This hopefully isn’t still a thing.

NCAA Football: Virginia at Miami Jasen Vinlove-USA TODAY Sports

If there’s a more annoying combination of storylines (annual “The U is Back!” hit pieces) and alumni talking about their school (Michael Irvin, Warren Sapp, etc., etc.), in college football than the University of Miami, please let me know what I’m missing.

In 2017, secondary coach Mike Rumph instituted the “Turnover Chain” and somehow made all things Miami all the more insufferable...despite being helmed by nice guy Mark Richt.

Note: as with all things ESPN, the trope had played itself out by the time they latched onto it— a non-scientific count on the uses of the phrase “t******* c****” in an ACC Championship drinking game I created was stopped when I was rendered drunk by the 10-minute mark of the first quarter.

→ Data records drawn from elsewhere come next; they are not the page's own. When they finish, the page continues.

use super::*;
use crate::foundation::core::{Point, Rgba8};

fn frame(id: u32, drawings: Vec<Drawing>) -> DrawingFrame {
    DrawingFrame {
        id,
        image_data: Arc::from(vec![7u8; 16]),
        drawings,
        width: 2,
        height: 2,
        timestamp: 0.0,
    }
}

fn line(color: Rgba8) -> Drawing {
    Drawing::new(
        Tool::Line,
        color,
        2.0,
        vec![Point::new(0.0, 0.0), Point::new(1.0, 1.0)],
    )
}

#[test]
fn counts_mode_misses_recolors_but_content_mode_catches_them() {
    let a = frame(0, vec![line(Rgba8::rgb(255, 0, 0))]);
    let b = frame(0, vec![line(Rgba8::rgb(0, 0, 255))]);

    assert_eq!(
        fingerprint_frame(&a, FingerprintMode::Counts),
        fingerprint_frame(&b, FingerprintMode::Counts)
    );
    assert_ne!(
        fingerprint_frame(&a, FingerprintMode::Content),
        fingerprint_frame(&b, FingerprintMode::Content)
    );
}

#[test]
fn fingerprint_is_stable_across_clones() {
    let a = frame(3, vec![line(Rgba8::rgb(1, 2, 3))]);
    let b = a.clone();
    assert_eq!(
        fingerprint_frame(&a, FingerprintMode::Content),
        fingerprint_frame(&b, FingerprintMode::Content)
    );
    let fp = fingerprint_frame(&a, FingerprintMode::Content);
    assert_eq!((fp.id, fp.drawings, fp.points), (3, 1, 2));
}

#[test]
fn lookup_requires_matching_fingerprint() {
    let mut cache = FrameCache::new(4, FingerprintMode::Content);
    let a = frame(0, vec![line(Rgba8::rgb(255, 0, 0))]);
    let fp = fingerprint_frame(&a, cache.mode());
    cache.insert(fp, Arc::from(vec![1u8]));
    assert!(cache.get(&fp).is_some());

    let edited = frame(0, vec![line(Rgba8::rgb(255, 0, 0)), line(Rgba8::rgb(0, 0, 0))]);
    assert!(cache.get(&fingerprint_frame(&edited, cache.mode())).is_none());
}

#[test]
fn eviction_drops_lowest_ids() {
    let mut cache = FrameCache::new(3, FingerprintMode::Counts);
    for id in [5, 1, 9, 3] {
        let fp = fingerprint_frame(&frame(id, vec![]), cache.mode());
        cache.insert(fp, Arc::from(vec![id as u8]));
    }
    assert_eq!(cache.len(), 3);
    assert!(!cache.contains_id(1));
    assert!(cache.contains_id(3) && cache.contains_id(5) && cache.contains_id(9));
}

#[test]
fn new_extraction_invalidates_entries() {
    let mut cache = FrameCache::new(3, FingerprintMode::Counts);
    cache.begin_extraction(1);
    let fp = fingerprint_frame(&frame(0, vec![]), cache.mode());
    cache.insert(fp, Arc::from(vec![0u8]));
    cache.begin_extraction(1);
    assert_eq!(cache.len(), 1);
    cache.begin_extraction(2);
    assert!(cache.is_empty());
}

I’ll happily recreate this drinking game for all to enjoy the week of this football game.

The platonic ideal of Miami from the Jimmy Johnson/Butch Davis eras is probably dead in modern college football, but still an undoubtedly exciting prospect— those teams were physical, fast, and devastatingly entertaining to watch, devastating to play against. In their 10-0 start to last season, we saw glimpses. The 41-8 shellacking of Notre Dame, fresh off an equally-impressive 28-10 win against Virginia Tech, was their high-water mark, and one really started to wonder if Richt was on the way to capturing the magic that made them “The U” in the first place.

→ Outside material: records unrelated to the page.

pub(crate) mod engine;
pub(crate) mod surface;

use kurbo::Size;

use crate::foundation::core::{FrameSize, Point};

/// Map a point on a `display` sized view onto frame pixels.
pub fn frame_point_from_display(point: Point, display: Size, frame: FrameSize) -> Point {
    if display.width <= 0.0 || display.height <= 0.0 {
        return Point::ORIGIN;
    }
    Point::new(
        point.x * f64::from(frame.width) / display.width,
        point.y * f64::from(frame.height) / display.height,
    )
}

/// Map a point given in percent of the view onto frame pixels.
pub fn frame_point_from_percent(x_pct: f64, y_pct: f64, frame: FrameSize) -> Point {
    Point::new(
        x_pct / 100.0 * f64::from(frame.width),
        y_pct / 100.0 * f64::from(frame.height),
    )
}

Pitt, Clemson, and Wisconsin poured cold water on that notion in the last three games of the season, but for the first time since oh, about 2004, I feel the need to qualify the “death of the U as we knew it” with the word “probably.”

2017 Season

Well, we more or less covered that, didn’t we?

The Canes were kinda a fluky 10-0— a late fourth-quarter comeback win at Florida State prompted the initial “the U is BACK” sentiment, despite the fact that Miami would have lost that game 77% of the time, based on the stats (as always, courtesy Bill Connolly’s S&P+).

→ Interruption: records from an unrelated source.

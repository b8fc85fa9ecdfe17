use std::sync::Arc;

use super::*;
use crate::foundation::core::Point;
use crate::model::frame::Tool;
use crate::render::raster::encode_rgba_png;

fn white_frame(w: u32, h: u32) -> DrawingFrame {
    let img = image::RgbaImage::from_pixel(w, h, image::Rgba([255, 255, 255, 255]));
    DrawingFrame {
        id: 0,
        image_data: Arc::from(encode_rgba_png(&img).unwrap()),
        drawings: Vec::new(),
        width: w,
        height: h,
        timestamp: 0.0,
    }
}

fn hline(color: Rgba8, y: f64) -> Drawing {
    Drawing::new(
        Tool::Line,
        color,
        3.0,
        vec![Point::new(0.0, y), Point::new(16.0, y)],
    )
}

#[test]
fn over_opacity_0_is_noop() {
    let dst = [10, 20, 30, 40];
    assert_eq!(over(dst, [255, 255, 255, 255], 0.0), dst);
}

#[test]
fn over_src_opaque_replaces_dst() {
    assert_eq!(over([1, 2, 3, 255], [9, 8, 7, 255], 1.0), [9, 8, 7, 255]);
}

#[test]
fn over_in_place_rejects_mismatched_buffers() {
    let mut dst = vec![0u8; 8];
    assert!(over_in_place(&mut dst, &[0u8; 4], 1.0).is_err());
}

#[test]
fn frame_drawings_are_painted_over_the_base() {
    let mut frame = white_frame(16, 16);
    frame.drawings = vec![hline(Rgba8::rgb(0, 0, 0), 8.0)];

    let out = composite_frame(&frame, None, &[], CompositeOpts::output()).unwrap();
    assert_eq!(out.size(), frame.size());
    let on_line = out.pixel(8, 8).unwrap();
    assert!(on_line[0] < 40, "expected dark pixel, got {on_line:?}");
    assert_eq!(out.pixel(8, 1), Some([255, 255, 255, 255]));
}

#[test]
fn previous_frame_is_ghosted() {
    let frame = white_frame(16, 16);
    let mut prev = white_frame(16, 16);
    prev.drawings = vec![hline(Rgba8::rgb(255, 0, 0), 8.0)];

    let out = composite_frame(&frame, Some(&prev), &[], CompositeOpts { ghost_opacity: 0.3 })
        .unwrap();
    let px = out.pixel(8, 8).unwrap();
    assert_eq!(px[0], 255);
    assert!(px[1] > 150 && px[1] < 210, "expected a faint tint, got {px:?}");

    let hidden = composite_frame(&frame, Some(&prev), &[], CompositeOpts::output()).unwrap();
    assert_eq!(hidden.pixel(8, 8), Some([255, 255, 255, 255]));
}

#[test]
fn pending_drawings_are_topmost() {
    let mut frame = white_frame(16, 16);
    frame.drawings = vec![hline(Rgba8::rgb(255, 0, 0), 8.0)];
    let pending = vec![hline(Rgba8::rgb(0, 0, 255), 8.0)];

    let out = composite_frame(&frame, None, &pending, CompositeOpts::default()).unwrap();
    let px = out.pixel(8, 8).unwrap();
    assert!(px[2] > 200 && px[0] < 60, "expected blue on top, got {px:?}");
}

#[test]
fn incomplete_shapes_are_skipped() {
    let mut frame = white_frame(8, 8);
    frame.drawings = vec![Drawing::new(
        Tool::Rectangle,
        Rgba8::rgb(0, 0, 0),
        2.0,
        vec![Point::new(4.0, 4.0)],
    )];
    let out = composite_frame(&frame, None, &[], CompositeOpts::output()).unwrap();
    assert!(out.data.chunks_exact(4).all(|px| px == [255, 255, 255, 255]));
}

#[test]
fn base_is_scaled_to_frame_size() {
    let mut frame = white_frame(8, 8);
    frame.width = 4;
    frame.height = 4;
    let out = composite_frame(&frame, None, &[], CompositeOpts::output()).unwrap();
    assert_eq!(out.size(), crate::foundation::core::FrameSize::new(4, 4));
}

The Canes went from 4-0 to 7-0 over the next three weeks— but those next three weeks included a 25-24 squeaker against Georgia Tech on a last minute field goal, a 27-19 win over Syracuse made closer by garbage time, and a 5-point win at UNC— the latter buoyed by four second-half turnovers by the Heels.

Weeks 8 and 9, the Virginia Tech and Notre Dame wins, were excellent football, and a peek into what the team could be, but an uninspiring win over Virginia (win expectancy: 38%) followed by the collapse down the stretch stifled the narrative...for the time being.

Series History

A nice 4-3 mark for UNC in ancient history, and a tidy 7-7 record for the Coastal Division rivals since Miami joined the ACC.

Few will forget the 31-28 upset over a still-undefeated Miami team in 2004, the “Connor Barth game”. I recall it for many reasons, but as a cynic mostly as the “we blew our chance to fire John Bunting and hire Steve Spurrier” game.

Butch Davis went 3-1 against his former (well, MORE former) school in his four years, only losing a 33-10 decision under the lights in Miami in 2010 with an NCAA-depleted roster.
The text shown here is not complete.